Author:Erica Bauermeister
Language: eng
Format: epub
Publisher: St. Martin's Publishing Group


* * *

Which meant another bleary-eyed morning in English class. Nola had, regretfully, left the scarf behind in the shed. She would have liked to have brought it. She’d worn it the whole night, its scent accompanying her as she followed the boy’s story, watched him grow and fight both his father and himself. But she could only bring the boy with her to class, his thoughts mingled into hers until she wasn’t sure where the division was.

It had always been that way for Nola, those days when she was caught deep in a book and the character lingered with her even when she wasn’t reading, her dreams someone else’s story, her vision that of someone else’s eyes. Nola’s mother used to joke that she was an Octopus cynea, a species that changed its colors to match its surroundings, its skill so subtle it could even mimic the passing shadows of clouds overhead.

“You go so deep,” her mother said when ten-year-old Nola surfaced from her most recent book.

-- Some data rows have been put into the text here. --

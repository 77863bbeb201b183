pub mod definitions;
pub mod registry;
pub mod types;
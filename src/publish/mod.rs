//! Downstream destinations for metric events.

pub mod json_lines;

use crate::collector::event_builder::MetricEvent;
use crate::scheduler::TickReport;
use std::sync::Arc;

/// Fire-and-forget destination for events. Implementations must not block
/// the scheduler on downstream failures; they log and move on.
pub trait EventSink: Send + Sync {
    fn emit(&self, events: Vec<MetricEvent>);

    fn begin_tick(&self) {}

    fn finish_tick(&self, _report: &TickReport) {}
}

/// Forwards every call to each inner sink in order.
pub struct FanoutSink {
    sinks: Vec<Arc<dyn EventSink>>,
}

impl FanoutSink {
    pub fn new(sinks: Vec<Arc<dyn EventSink>>) -> Self {
        Self { sinks }
    }

    pub fn len(&self) -> usize {
        self.sinks.len()
    }

    pub fn is_empty(&self) -> bool {
        self.sinks.is_empty()
    }
}

impl EventSink for FanoutSink {
    fn emit(&self, events: Vec<MetricEvent>) {
        if let Some((last, rest)) = self.sinks.split_last() {
            for sink in rest {
                sink.emit(events.clone());
            }
            last.emit(events);
        }
    }

    fn begin_tick(&self) {
        for sink in &self.sinks {
            sink.begin_tick();
        }
    }

    fn finish_tick(&self, report: &TickReport) {
        for sink in &self.sinks {
            sink.finish_tick(report);
        }
    }
}

#[cfg(test)]
mod tests {
    use super::*;
    use crate::collector::event_builder::EventBuilder;
    use crate::collector::partition_sampler::{PartitionProbe, TopicSample};
    use crate::testing::RecordingSink;

    #[test]
    fn test_fanout_reaches_every_sink() {
        let first = Arc::new(RecordingSink::default());
        let second = Arc::new(RecordingSink::default());
        let fanout = FanoutSink::new(vec![first.clone(), second.clone()]);
        assert_eq!(fanout.len(), 2);
        assert!(!fanout.is_empty());

        let sample = TopicSample {
            topic: "orders".to_string(),
            probes: Ok(vec![PartitionProbe {
                partition: 0,
                log_end: Ok(10),
            }]),
        };
        fanout.begin_tick();
        fanout.emit(EventBuilder::topic_events(&sample));
        fanout.finish_tick(&TickReport::default());

        for sink in [&first, &second] {
            assert_eq!(sink.events().len(), 1);
            assert_eq!(sink.batches(), 1);
            assert_eq!(sink.ticks().len(), 1);
        }
    }

    #[test]
    fn test_empty_fanout_is_a_no_op() {
        let fanout = FanoutSink::new(Vec::new());
        assert!(fanout.is_empty());
        fanout.emit(Vec::new());
        fanout.finish_tick(&TickReport::default());
    }
}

And Nola had imagined a sea of words, an ocean of possible colors.

In the years after the accident, reading had changed for Nola, the characters becoming lifelines. Karana of the Island. Meg Murry. Francie Nolan. Melba Beals. Beryl Markham. Katniss. Lisbeth. Escape hatches turning into flight plans. Their words, hers. Their lives, hers.

Her life, hers.

As long as nobody found out what that really meant.

“Oh my god, I explicitly told them soy milk,” Tina announced as she entered the room, a white to-go cup raised in her hand like Lady Liberty’s torch. “Idiots.”

Nola considered Tina. In the spectrum of natural survival techniques, Tina was less Octopus cyanea and more Arapaima gigas, an Amazonian fish with scales so thick not even piranhas could chew through them. Tina’s protection was made of iron-clad truths: hair products really did make a difference. Only losers ate gluten. Only unintelligent people were poor, or baristas. A simpler way of interacting with the world, although it did make the gray areas of literature and life a bit trickier.

Ms. Hildegrand had once floated the idea that Nola and Tina could study To Kill a Mockingbird together. Trade some ideas, she’d said hopefully. But that was last year, when Ms. Hildegrand was still new to the school.